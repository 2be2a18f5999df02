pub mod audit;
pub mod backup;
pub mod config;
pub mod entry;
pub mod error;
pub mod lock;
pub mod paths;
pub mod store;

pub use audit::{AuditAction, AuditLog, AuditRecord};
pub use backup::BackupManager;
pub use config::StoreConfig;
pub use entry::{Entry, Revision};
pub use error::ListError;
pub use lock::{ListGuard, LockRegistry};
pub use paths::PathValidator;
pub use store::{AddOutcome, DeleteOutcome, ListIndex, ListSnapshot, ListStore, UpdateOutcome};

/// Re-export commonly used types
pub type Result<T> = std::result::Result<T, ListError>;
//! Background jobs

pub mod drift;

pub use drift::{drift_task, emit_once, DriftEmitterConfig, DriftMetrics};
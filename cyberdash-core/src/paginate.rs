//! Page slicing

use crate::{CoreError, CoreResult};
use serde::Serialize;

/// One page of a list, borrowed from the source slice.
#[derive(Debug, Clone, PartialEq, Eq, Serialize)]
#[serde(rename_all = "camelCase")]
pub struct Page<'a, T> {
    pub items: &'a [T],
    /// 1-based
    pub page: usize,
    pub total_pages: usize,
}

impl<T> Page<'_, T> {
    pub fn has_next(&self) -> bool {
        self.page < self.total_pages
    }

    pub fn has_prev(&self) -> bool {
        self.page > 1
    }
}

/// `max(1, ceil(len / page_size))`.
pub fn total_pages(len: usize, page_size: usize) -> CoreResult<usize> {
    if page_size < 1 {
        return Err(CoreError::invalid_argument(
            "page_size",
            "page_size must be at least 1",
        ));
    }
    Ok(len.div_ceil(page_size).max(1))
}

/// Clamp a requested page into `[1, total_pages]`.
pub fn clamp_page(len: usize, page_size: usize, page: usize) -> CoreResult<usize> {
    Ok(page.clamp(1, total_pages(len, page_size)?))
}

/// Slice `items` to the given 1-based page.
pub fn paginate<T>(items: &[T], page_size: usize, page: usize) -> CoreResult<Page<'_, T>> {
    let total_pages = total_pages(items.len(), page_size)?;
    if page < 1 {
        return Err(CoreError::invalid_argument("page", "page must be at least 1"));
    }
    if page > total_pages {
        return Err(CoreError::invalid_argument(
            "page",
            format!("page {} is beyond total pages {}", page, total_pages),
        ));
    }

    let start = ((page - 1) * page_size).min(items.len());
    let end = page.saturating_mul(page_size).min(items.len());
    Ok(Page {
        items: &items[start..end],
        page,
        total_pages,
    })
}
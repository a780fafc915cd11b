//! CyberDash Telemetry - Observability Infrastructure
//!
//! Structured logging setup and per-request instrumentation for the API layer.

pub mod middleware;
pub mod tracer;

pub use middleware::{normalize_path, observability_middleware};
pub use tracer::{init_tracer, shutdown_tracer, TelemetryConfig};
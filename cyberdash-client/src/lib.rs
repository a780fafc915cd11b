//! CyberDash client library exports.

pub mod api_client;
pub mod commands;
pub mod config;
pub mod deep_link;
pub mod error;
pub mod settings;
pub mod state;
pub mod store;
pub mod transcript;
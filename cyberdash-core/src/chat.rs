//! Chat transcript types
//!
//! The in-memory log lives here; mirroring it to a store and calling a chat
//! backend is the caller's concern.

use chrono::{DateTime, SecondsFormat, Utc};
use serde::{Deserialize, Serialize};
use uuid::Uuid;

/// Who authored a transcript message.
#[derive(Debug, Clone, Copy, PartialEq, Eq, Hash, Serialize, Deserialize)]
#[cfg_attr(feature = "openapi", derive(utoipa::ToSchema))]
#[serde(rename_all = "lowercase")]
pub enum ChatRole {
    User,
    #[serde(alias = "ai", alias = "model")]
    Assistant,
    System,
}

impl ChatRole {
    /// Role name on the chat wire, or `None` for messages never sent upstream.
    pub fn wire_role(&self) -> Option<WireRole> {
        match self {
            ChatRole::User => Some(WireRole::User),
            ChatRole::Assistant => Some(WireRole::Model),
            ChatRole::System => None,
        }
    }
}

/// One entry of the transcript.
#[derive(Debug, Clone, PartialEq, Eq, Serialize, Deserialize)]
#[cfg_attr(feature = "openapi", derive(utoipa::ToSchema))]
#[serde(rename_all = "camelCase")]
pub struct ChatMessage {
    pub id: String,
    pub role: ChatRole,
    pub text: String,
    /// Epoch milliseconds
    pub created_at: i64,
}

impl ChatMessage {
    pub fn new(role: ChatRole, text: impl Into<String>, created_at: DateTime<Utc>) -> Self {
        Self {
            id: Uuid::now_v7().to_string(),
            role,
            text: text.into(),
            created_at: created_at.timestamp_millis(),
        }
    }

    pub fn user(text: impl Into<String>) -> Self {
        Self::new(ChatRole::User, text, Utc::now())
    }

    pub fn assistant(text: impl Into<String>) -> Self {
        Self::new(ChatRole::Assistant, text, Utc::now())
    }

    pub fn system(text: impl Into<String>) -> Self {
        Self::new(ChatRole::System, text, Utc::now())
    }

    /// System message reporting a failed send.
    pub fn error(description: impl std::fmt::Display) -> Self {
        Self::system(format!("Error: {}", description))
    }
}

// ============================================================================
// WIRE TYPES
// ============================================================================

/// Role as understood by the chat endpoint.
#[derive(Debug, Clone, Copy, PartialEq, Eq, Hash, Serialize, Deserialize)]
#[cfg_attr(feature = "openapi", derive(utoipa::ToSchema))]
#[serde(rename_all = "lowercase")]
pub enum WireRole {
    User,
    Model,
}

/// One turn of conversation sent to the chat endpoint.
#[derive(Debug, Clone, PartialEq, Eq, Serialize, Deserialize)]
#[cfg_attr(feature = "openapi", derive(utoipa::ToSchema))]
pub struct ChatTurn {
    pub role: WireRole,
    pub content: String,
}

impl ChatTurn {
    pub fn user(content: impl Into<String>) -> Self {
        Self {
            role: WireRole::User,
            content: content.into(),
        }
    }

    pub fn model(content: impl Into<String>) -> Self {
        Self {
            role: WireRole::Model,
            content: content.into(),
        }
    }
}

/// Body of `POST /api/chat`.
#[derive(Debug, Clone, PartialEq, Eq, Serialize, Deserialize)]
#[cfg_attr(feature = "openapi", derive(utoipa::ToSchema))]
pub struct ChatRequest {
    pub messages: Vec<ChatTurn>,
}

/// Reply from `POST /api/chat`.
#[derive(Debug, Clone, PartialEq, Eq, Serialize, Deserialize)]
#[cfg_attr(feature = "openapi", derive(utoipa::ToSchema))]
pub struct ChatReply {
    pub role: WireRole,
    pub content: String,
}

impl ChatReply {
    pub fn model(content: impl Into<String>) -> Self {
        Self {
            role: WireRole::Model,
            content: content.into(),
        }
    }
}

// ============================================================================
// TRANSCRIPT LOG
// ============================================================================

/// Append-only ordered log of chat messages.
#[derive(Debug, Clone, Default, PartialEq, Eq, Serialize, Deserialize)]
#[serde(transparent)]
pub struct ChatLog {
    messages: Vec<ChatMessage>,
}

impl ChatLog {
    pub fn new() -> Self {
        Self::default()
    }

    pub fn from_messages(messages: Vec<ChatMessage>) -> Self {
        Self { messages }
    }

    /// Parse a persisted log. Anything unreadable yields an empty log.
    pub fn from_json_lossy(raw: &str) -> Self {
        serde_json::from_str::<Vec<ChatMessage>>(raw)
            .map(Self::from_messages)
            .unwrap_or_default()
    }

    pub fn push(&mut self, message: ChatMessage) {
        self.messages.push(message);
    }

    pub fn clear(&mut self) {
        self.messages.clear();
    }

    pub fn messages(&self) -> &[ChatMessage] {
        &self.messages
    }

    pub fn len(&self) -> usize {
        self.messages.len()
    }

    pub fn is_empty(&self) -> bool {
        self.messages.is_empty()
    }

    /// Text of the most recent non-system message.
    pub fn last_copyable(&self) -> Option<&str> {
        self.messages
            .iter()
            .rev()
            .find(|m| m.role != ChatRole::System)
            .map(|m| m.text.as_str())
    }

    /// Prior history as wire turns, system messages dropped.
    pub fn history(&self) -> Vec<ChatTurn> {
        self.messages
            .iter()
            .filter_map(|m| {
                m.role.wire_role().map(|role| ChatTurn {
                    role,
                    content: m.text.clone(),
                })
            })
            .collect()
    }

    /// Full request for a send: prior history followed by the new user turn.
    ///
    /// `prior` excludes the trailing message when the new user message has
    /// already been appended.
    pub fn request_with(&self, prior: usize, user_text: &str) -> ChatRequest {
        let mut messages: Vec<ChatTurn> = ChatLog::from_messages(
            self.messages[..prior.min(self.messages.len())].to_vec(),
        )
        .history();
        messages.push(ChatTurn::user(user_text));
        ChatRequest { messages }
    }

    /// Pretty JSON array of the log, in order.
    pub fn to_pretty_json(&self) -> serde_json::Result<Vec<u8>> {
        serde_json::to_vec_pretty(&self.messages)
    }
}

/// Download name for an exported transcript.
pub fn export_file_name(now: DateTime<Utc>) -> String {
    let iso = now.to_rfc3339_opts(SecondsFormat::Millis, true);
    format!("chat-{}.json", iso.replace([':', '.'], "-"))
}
...
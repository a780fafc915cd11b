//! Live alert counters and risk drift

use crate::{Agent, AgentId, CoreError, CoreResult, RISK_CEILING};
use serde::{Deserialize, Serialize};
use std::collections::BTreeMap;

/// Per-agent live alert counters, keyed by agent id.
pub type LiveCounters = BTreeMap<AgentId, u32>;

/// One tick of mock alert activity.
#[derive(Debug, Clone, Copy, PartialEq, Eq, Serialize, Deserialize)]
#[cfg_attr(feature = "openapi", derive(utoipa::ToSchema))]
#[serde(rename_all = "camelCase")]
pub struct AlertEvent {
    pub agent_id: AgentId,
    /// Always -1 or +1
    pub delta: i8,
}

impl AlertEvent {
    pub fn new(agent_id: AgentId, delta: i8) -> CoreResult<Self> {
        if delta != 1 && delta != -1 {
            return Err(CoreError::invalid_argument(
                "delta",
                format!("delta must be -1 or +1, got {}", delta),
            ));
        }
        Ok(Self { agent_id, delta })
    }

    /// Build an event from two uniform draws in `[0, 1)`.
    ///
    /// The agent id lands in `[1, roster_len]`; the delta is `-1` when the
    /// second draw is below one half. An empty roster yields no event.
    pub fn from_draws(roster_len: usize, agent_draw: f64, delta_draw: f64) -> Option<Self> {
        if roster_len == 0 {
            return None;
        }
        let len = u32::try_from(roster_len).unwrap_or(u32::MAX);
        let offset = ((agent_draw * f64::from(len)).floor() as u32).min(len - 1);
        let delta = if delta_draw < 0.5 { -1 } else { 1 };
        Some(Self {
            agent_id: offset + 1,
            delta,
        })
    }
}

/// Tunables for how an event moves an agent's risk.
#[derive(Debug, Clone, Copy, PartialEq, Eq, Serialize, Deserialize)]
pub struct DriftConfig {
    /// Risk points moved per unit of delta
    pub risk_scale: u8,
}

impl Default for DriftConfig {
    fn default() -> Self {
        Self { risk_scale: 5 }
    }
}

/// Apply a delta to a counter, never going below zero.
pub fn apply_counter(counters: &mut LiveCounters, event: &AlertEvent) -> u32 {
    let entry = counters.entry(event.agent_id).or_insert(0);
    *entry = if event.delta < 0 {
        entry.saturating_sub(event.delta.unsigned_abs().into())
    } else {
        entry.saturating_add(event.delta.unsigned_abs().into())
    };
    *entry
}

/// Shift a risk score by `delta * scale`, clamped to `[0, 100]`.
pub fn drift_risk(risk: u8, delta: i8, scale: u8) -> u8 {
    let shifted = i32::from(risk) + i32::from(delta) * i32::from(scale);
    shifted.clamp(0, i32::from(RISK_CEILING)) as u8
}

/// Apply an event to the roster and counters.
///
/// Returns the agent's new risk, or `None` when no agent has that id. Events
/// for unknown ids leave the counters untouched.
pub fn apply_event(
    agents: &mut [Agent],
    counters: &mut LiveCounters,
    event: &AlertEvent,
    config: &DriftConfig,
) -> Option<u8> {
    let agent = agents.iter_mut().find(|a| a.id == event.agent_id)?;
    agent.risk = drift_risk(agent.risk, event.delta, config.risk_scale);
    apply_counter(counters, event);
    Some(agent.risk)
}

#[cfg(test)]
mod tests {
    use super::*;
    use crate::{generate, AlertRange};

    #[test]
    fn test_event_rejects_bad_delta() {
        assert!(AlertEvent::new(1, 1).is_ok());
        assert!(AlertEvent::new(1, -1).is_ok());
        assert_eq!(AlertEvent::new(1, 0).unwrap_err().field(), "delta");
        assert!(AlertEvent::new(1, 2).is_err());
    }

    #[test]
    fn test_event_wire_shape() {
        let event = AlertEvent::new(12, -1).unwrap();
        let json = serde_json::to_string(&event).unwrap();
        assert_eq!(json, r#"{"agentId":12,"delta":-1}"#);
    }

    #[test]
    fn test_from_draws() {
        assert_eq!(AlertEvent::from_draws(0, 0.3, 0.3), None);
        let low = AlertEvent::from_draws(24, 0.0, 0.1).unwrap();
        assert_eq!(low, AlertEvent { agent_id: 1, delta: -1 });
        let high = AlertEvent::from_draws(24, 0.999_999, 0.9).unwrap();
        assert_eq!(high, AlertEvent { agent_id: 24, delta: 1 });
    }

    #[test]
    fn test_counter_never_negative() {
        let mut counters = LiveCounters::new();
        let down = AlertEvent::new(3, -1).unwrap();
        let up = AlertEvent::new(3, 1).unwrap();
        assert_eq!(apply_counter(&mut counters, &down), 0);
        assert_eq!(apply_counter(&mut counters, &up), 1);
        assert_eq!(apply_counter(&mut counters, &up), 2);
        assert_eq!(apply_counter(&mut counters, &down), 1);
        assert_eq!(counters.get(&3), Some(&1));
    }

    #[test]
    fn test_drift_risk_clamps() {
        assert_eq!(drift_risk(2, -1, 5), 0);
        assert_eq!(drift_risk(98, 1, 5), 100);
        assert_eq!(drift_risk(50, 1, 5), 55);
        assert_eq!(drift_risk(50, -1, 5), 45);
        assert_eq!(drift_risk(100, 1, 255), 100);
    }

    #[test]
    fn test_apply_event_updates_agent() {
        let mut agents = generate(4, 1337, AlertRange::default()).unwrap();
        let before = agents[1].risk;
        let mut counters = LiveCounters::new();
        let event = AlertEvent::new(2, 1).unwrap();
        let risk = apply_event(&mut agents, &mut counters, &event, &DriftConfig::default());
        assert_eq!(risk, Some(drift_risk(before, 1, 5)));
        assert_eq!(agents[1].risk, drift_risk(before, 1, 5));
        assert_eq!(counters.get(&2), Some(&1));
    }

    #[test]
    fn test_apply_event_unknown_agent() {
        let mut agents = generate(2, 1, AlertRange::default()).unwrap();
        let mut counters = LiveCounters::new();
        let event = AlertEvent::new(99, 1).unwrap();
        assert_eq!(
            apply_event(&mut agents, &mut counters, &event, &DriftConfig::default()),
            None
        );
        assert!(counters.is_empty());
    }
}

Problem requirements:
Look above for the line with "pub struct ChatReply"; retype exactly that line, every line after it up to the line with "of chat messages.", and that line too, nothing else.

Response for this exercise:
pub struct ChatReply {
    pub role: WireRole,
    pub content: String,
}

impl ChatReply {
    pub fn model(content: impl Into<String>) -> Self {
        Self {
            role: WireRole::Model,
            content: content.into(),
        }
    }
}

// ============================================================================
// TRANSCRIPT LOG
// ============================================================================

/// Append-only ordered log of chat messages.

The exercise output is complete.